Saved data entries

++++

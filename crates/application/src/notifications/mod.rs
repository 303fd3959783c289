//! Notification use cases.

mod cancel;
mod create;
mod process;
mod queries;

pub use cancel::CancelNotificationUseCase;
pub use create::{
    BatchItem, CreateBatchCommand, CreateCommand, CreateNotificationUseCase, CreatedBatch,
    CreatedNotification,
};
pub use process::{DeliveryConfig, ProcessCommand, ProcessNotificationUseCase};
pub use queries::{BatchWithNotifications, ListQuery, NotificationQueries};
//! Cooperative shutdown.
//!
//! SIGINT/SIGTERM cancel a root token; the HTTP server drains in-flight
//! requests and the worker loops stop pulling without acking in-flight
//! messages (the broker redelivers them on next boot).

use tokio::signal;
use tokio_util::sync::CancellationToken;
use tracing::{error, info};

/// Spawn the signal listener and return the root cancellation token.
pub fn shutdown_token() -> CancellationToken {
    let token = CancellationToken::new();
    let root = token.clone();

    tokio::spawn(async move {
        let ctrl_c = async {
            if let Err(e) = signal::ctrl_c().await {
                error!(error = %e, "failed to register ctrl-c handler");
                std::future::pending::<()>().await;
            }
        };

        let terminate = async {
            match signal::unix::signal(signal::unix::SignalKind::terminate()) {
                Ok(mut sig) => {
                    sig.recv().await;
                }
                Err(e) => {
                    error!(error = %e, "failed to register SIGTERM handler");
                    std::future::pending::<()>().await;
                }
            }
        };

        tokio::select! {
            _ = ctrl_c => info!("SIGINT received, shutting down"),
            _ = terminate => info!("SIGTERM received, shutting down"),
        }
        root.cancel();
    });

    token
}
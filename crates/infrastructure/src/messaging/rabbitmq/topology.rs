//! Exchange and queue declarations.

use lapin::options::{ExchangeDeclareOptions, QueueBindOptions, QueueDeclareOptions};
use lapin::types::{AMQPValue, FieldTable};
use lapin::ExchangeKind;

use courier_domain::Channel;

pub const EXCHANGE_NAME: &str = "notifications";
pub const DLX_EXCHANGE_NAME: &str = "notifications.dlx";

pub const QUEUE_SMS: &str = "notifications.sms";
pub const QUEUE_EMAIL: &str = "notifications.email";
pub const QUEUE_PUSH: &str = "notifications.push";

pub const QUEUE_SMS_DLQ: &str = "notifications.sms.dlq";
pub const QUEUE_EMAIL_DLQ: &str = "notifications.email.dlq";
pub const QUEUE_PUSH_DLQ: &str = "notifications.push.dlq";

/// Main queues with their routing keys (= channel names).
pub const MAIN_QUEUES: [(&str, &str); 3] = [
    (QUEUE_SMS, "sms"),
    (QUEUE_EMAIL, "email"),
    (QUEUE_PUSH, "push"),
];

/// Dead-letter queues with their routing keys.
pub const DLQ_QUEUES: [(&str, &str); 3] = [
    (QUEUE_SMS_DLQ, "sms"),
    (QUEUE_EMAIL_DLQ, "email"),
    (QUEUE_PUSH_DLQ, "push"),
];

const MAX_PRIORITY: i32 = 4;

/// The main queue a channel's notifications land in.
pub fn queue_for_channel(channel: Channel) -> &'static str {
    match channel {
        Channel::Sms => QUEUE_SMS,
        Channel::Email => QUEUE_EMAIL,
        Channel::Push => QUEUE_PUSH,
    }
}

/// Declare the full topology. Declarations are idempotent; this runs at
/// every startup and after every reconnect.
pub async fn declare_topology(channel: &lapin::Channel) -> Result<(), lapin::Error> {
    let durable = ExchangeDeclareOptions {
        durable: true,
        ..Default::default()
    };
    channel
        .exchange_declare(
            EXCHANGE_NAME,
            ExchangeKind::Topic,
            durable,
            FieldTable::default(),
        )
        .await?;
    channel
        .exchange_declare(
            DLX_EXCHANGE_NAME,
            ExchangeKind::Topic,
            durable,
            FieldTable::default(),
        )
        .await?;

    let durable_queue = QueueDeclareOptions {
        durable: true,
        ..Default::default()
    };

    for (queue, routing_key) in MAIN_QUEUES {
        let mut args = FieldTable::default();
        args.insert("x-max-priority".into(), AMQPValue::LongInt(MAX_PRIORITY));
        args.insert(
            "x-dead-letter-exchange".into(),
            AMQPValue::LongString(DLX_EXCHANGE_NAME.into()),
        );
        channel.queue_declare(queue, durable_queue, args).await?;
        channel
            .queue_bind(
                queue,
                EXCHANGE_NAME,
                routing_key,
                QueueBindOptions::default(),
                FieldTable::default(),
            )
            .await?;
    }

    for (queue, routing_key) in DLQ_QUEUES {
        channel
            .queue_declare(queue, durable_queue, FieldTable::default())
            .await?;
        channel
            .queue_bind(
                queue,
                DLX_EXCHANGE_NAME,
                routing_key,
                QueueBindOptions::default(),
                FieldTable::default(),
            )
            .await?;
    }

    Ok(())
}
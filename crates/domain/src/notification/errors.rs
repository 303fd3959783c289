use thiserror::Error;

use super::channel::Channel;

/// Errors of the notification domain.
///
/// Infrastructure adapters wrap driver failures into
/// [`DomainError::InfrastructureError`] at the boundary so the application
/// layer only ever sees this enum.
#[derive(Debug, Error)]
pub enum DomainError {
    #[error("notification or batch not found")]
    NotFound,

    #[error("invalid channel: {value}")]
    InvalidChannel { value: String },

    #[error("invalid priority: {value}")]
    InvalidPriority { value: String },

    #[error("invalid content: {reason}")]
    InvalidContent { reason: String },

    #[error("duplicate request: idempotency key already used")]
    DuplicateRequest,

    #[error("batch size {size} outside allowed range 1..=1000")]
    BatchTooLarge { size: usize },

    #[error("notification already in terminal state")]
    AlreadyTerminal,

    #[error("rate limit exceeded for channel {channel}")]
    RateLimited { channel: Channel },

    #[error("infrastructure error: {message}")]
    InfrastructureError { message: String },
}

impl DomainError {
    /// Shorthand used by adapters when wrapping driver errors.
    pub fn infrastructure(message: impl Into<String>) -> Self {
        DomainError::InfrastructureError {
            message: message.into(),
        }
    }
}

pub type Result<T> = std::result::Result<T, DomainError>;
//! Reconnecting, panic-isolated queue consumers.
//!
//! One supervised loop per main queue:
//! `connect -> consume until error -> classify -> backoff or exit`.
//! A handler panic unwinds the current loop, is caught at the restart
//! layer, and the unacked message is redelivered by the broker.

use std::panic::AssertUnwindSafe;
use std::sync::Arc;
use std::time::Duration;

use async_trait::async_trait;
use futures::{FutureExt, StreamExt};
use lapin::message::Delivery;
use lapin::options::{
    BasicAckOptions, BasicConsumeOptions, BasicNackOptions, BasicQosOptions,
};
use lapin::types::{AMQPValue, FieldTable};
use lapin::{Connection, ConnectionProperties};
use tokio::sync::Mutex;
use tokio_util::sync::CancellationToken;
use tracing::{error, info, warn};

use courier_application::ports::NotificationEvent;
use courier_domain::Result;

use super::topology::{declare_topology, MAIN_QUEUES};

/// Unacked messages in flight per queue loop.
const PREFETCH_COUNT: u16 = 10;
/// Deadline for one handler invocation.
const MESSAGE_TIMEOUT: Duration = Duration::from_secs(60);
/// Broker redeliveries before a failing message is dead-lettered.
const MAX_REDELIVERIES: i64 = 3;

const INITIAL_RECONNECT_BACKOFF: Duration = Duration::from_secs(1);
const MAX_RECONNECT_BACKOFF: Duration = Duration::from_secs(30);

/// Handles one decoded notification event.
#[async_trait]
pub trait EventHandler: Send + Sync {
    async fn handle(&self, event: NotificationEvent) -> Result<()>;
}

/// Consumes the three per-channel queues until the token is cancelled.
///
/// The connection is shared by all queue loops and swapped under a mutex on
/// reconnect; each loop opens its own channel.
#[derive(Clone)]
pub struct RabbitMqConsumer {
    conn: Arc<Mutex<Connection>>,
    url: String,
}

impl RabbitMqConsumer {
    /// Dial the broker and declare the topology.
    pub async fn connect(url: &str) -> Result<Self> {
        let conn = dial(url).await?;
        Ok(Self {
            conn: Arc::new(Mutex::new(conn)),
            url: url.to_string(),
        })
    }

    /// Run one consumer loop per main queue; returns when every loop has
    /// observed the cancellation.
    pub async fn run(&self, handler: Arc<dyn EventHandler>, token: CancellationToken) {
        let mut tasks = Vec::new();
        for (queue, _) in MAIN_QUEUES {
            let consumer = self.clone();
            let handler = handler.clone();
            let token = token.clone();
            tasks.push(tokio::spawn(async move {
                consumer.consume_with_restart(queue, handler, token).await;
            }));
        }
        for task in tasks {
            let _ = task.await;
        }
    }

    async fn consume_with_restart(
        &self,
        queue: &'static str,
        handler: Arc<dyn EventHandler>,
        token: CancellationToken,
    ) {
        let mut backoff = INITIAL_RECONNECT_BACKOFF;

        loop {
            if token.is_cancelled() {
                info!(queue, "consumer shutting down");
                return;
            }

            // The handler runs inside this future; a panic anywhere in the
            // loop is confined here and treated like a connection failure.
            let outcome = AssertUnwindSafe(self.consume_queue(queue, &handler, &token))
                .catch_unwind()
                .await;
            match outcome {
                Ok(Ok(())) => {}
                Ok(Err(e)) => warn!(queue, error = %e, "consumer loop ended"),
                Err(panic) => {
                    error!(queue, panic = %panic_message(panic.as_ref()), "consumer panic recovered")
                }
            }

            if token.is_cancelled() {
                info!(queue, "consumer stopped");
                return;
            }

            info!(queue, backoff_ms = backoff.as_millis() as u64, "reconnecting after backoff");
            tokio::select! {
                _ = token.cancelled() => return,
                _ = tokio::time::sleep(backoff) => {}
            }

            match self.reconnect().await {
                Ok(()) => {
                    info!(queue, "reconnected, resuming consumption");
                    backoff = INITIAL_RECONNECT_BACKOFF;
                }
                Err(e) => {
                    warn!(queue, error = %e, "reconnect failed");
                    backoff = next_backoff(backoff);
                }
            }
        }
    }

    async fn consume_queue(
        &self,
        queue: &str,
        handler: &Arc<dyn EventHandler>,
        token: &CancellationToken,
    ) -> std::result::Result<(), lapin::Error> {
        let channel = {
            let conn = self.conn.lock().await;
            conn.create_channel().await?
        };
        channel
            .basic_qos(PREFETCH_COUNT, BasicQosOptions::default())
            .await?;

        let mut deliveries = channel
            .basic_consume(
                queue,
                "",
                BasicConsumeOptions::default(),
                FieldTable::default(),
            )
            .await?;

        info!(queue, "consumer started");

        loop {
            tokio::select! {
                _ = token.cancelled() => {
                    info!(queue, "consumer loop cancelled");
                    return Ok(());
                }
                next = deliveries.next() => {
                    match next {
                        Some(Ok(delivery)) => {
                            handle_delivery(delivery, queue, handler.as_ref(), token).await;
                        }
                        Some(Err(e)) => return Err(e),
                        None => {
                            // Stream closed under us: reconnect path.
                            warn!(queue, "delivery stream closed");
                            return Ok(());
                        }
                    }
                }
            }
        }
    }

    /// Swap in a fresh connection under the mutex; skips dialing when a
    /// sibling loop already restored it.
    async fn reconnect(&self) -> std::result::Result<(), lapin::Error> {
        let mut guard = self.conn.lock().await;
        if guard.status().connected() {
            return Ok(());
        }

        let conn = Connection::connect(&self.url, ConnectionProperties::default()).await?;
        let channel = conn.create_channel().await?;
        declare_topology(&channel).await?;
        let _ = channel.close(200, "topology declared").await;

        *guard = conn;
        info!("rabbitmq consumer reconnected");
        Ok(())
    }
}

async fn dial(url: &str) -> Result<Connection> {
    let conn = Connection::connect(url, ConnectionProperties::default())
        .await
        .map_err(|e| courier_domain::DomainError::infrastructure(format!("rabbitmq dial: {e}")))?;
    let channel = conn.create_channel().await.map_err(|e| {
        courier_domain::DomainError::infrastructure(format!("rabbitmq channel: {e}"))
    })?;
    declare_topology(&channel).await.map_err(|e| {
        courier_domain::DomainError::infrastructure(format!("rabbitmq topology: {e}"))
    })?;
    let _ = channel.close(200, "topology declared").await;
    Ok(conn)
}

async fn handle_delivery(
    delivery: Delivery,
    queue: &str,
    handler: &dyn EventHandler,
    token: &CancellationToken,
) {
    let event: NotificationEvent = match serde_json::from_slice(&delivery.data) {
        Ok(event) => event,
        Err(e) => {
            // Unparseable payloads go straight to the DLQ.
            warn!(queue, error = %e, "unparseable payload, dead-lettering");
            nack(&delivery, false).await;
            return;
        }
    };

    let redeliveries = delivery
        .properties
        .headers()
        .as_ref()
        .map(death_count)
        .unwrap_or(0);
    let notification_id = event.notification_id;

    let outcome = tokio::select! {
        // Shutdown mid-message: leave it unacked for redelivery on next boot.
        _ = token.cancelled() => return,
        outcome = tokio::time::timeout(MESSAGE_TIMEOUT, handler.handle(event)) => outcome,
    };

    match outcome {
        Ok(Ok(())) => {
            if let Err(e) = delivery.ack(BasicAckOptions::default()).await {
                warn!(queue, %notification_id, error = %e, "failed to ack");
            }
        }
        Ok(Err(e)) => {
            warn!(
                queue,
                %notification_id,
                error = %e,
                attempt = redeliveries + 1,
                max_retries = MAX_REDELIVERIES,
                "handler failed"
            );
            nack(&delivery, redeliveries < MAX_REDELIVERIES).await;
        }
        Err(_) => {
            warn!(queue, %notification_id, timeout_s = MESSAGE_TIMEOUT.as_secs(), "handler timed out");
            nack(&delivery, redeliveries < MAX_REDELIVERIES).await;
        }
    }
}

async fn nack(delivery: &Delivery, requeue: bool) {
    let options = BasicNackOptions {
        requeue,
        ..Default::default()
    };
    if let Err(e) = delivery.nack(options).await {
        warn!(error = %e, "failed to nack");
    }
}

/// Redelivery count from the broker's death-header chain. Every main queue
/// has a DLX, so rejected deliveries accumulate `x-death` entries; the
/// first entry tracks the current queue.
fn death_count(headers: &FieldTable) -> i64 {
    let Some(AMQPValue::FieldArray(deaths)) = headers.inner().get("x-death") else {
        return 0;
    };
    match deaths.as_slice().first() {
        Some(AMQPValue::FieldTable(death)) => match death.inner().get("count") {
            Some(AMQPValue::LongLongInt(count)) => *count,
            _ => 0,
        },
        _ => 0,
    }
}

fn next_backoff(current: Duration) -> Duration {
    (current * 2).min(MAX_RECONNECT_BACKOFF)
}

fn panic_message(panic: &(dyn std::any::Any + Send)) -> String {
    if let Some(s) = panic.downcast_ref::<&str>() {
        (*s).to_string()
    } else if let Some(s) = panic.downcast_ref::<String>() {
        s.clone()
    } else {
        "unknown panic".to_string()
    }
}

#[cfg(test)]
mod tests {
    use super::*;
    use lapin::types::FieldArray;

    fn death_headers(count: i64) -> FieldTable {
        let mut death = FieldTable::default();
        death.insert("count".into(), AMQPValue::LongLongInt(count));
        death.insert("queue".into(), AMQPValue::LongString("notifications.sms".into()));

        let mut headers = FieldTable::default();
        headers.insert(
            "x-death".into(),
            AMQPValue::FieldArray(FieldArray::from(vec![AMQPValue::FieldTable(death)])),
        );
        headers
    }

    #[test]
    fn death_count_reads_first_entry() {
        assert_eq!(death_count(&death_headers(0)), 0);
        assert_eq!(death_count(&death_headers(2)), 2);
        assert_eq!(death_count(&death_headers(7)), 7);
    }

    #[test]
    fn death_count_defaults_to_zero() {
        assert_eq!(death_count(&FieldTable::default()), 0);

        let mut malformed = FieldTable::default();
        malformed.insert("x-death".into(), AMQPValue::LongString("oops".into()));
        assert_eq!(death_count(&malformed), 0);

        let mut empty_chain = FieldTable::default();
        empty_chain.insert(
            "x-death".into(),
            AMQPValue::FieldArray(FieldArray::from(Vec::<AMQPValue>::new())),
        );
        assert_eq!(death_count(&empty_chain), 0);
    }

    #[test]
    fn backoff_doubles_and_caps() {
        let mut backoff = INITIAL_RECONNECT_BACKOFF;
        backoff = next_backoff(backoff);
        assert_eq!(backoff, Duration::from_secs(2));
        backoff = next_backoff(backoff);
        assert_eq!(backoff, Duration::from_secs(4));
        for _ in 0..10 {
            backoff = next_backoff(backoff);
        }
        assert_eq!(backoff, MAX_RECONNECT_BACKOFF);
    }
}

++++

(ACTION ITEM) Print the lines above, unchanged, from the start of the records to the line with "server drains in-flight", including that final line.

(TASK SOLUTION)
filename crates/application/src/notifications/mod.rs
repository 303fd3959783c289
//! Notification use cases.

mod cancel;
mod create;
mod process;
mod queries;

pub use cancel::CancelNotificationUseCase;
pub use create::{
    BatchItem, CreateBatchCommand, CreateCommand, CreateNotificationUseCase, CreatedBatch,
    CreatedNotification,
};
pub use process::{DeliveryConfig, ProcessCommand, ProcessNotificationUseCase};
pub use queries::{BatchWithNotifications, ListQuery, NotificationQueries};
//! Cooperative shutdown.
//!
//! SIGINT/SIGTERM cancel a root token; the HTTP server drains in-flight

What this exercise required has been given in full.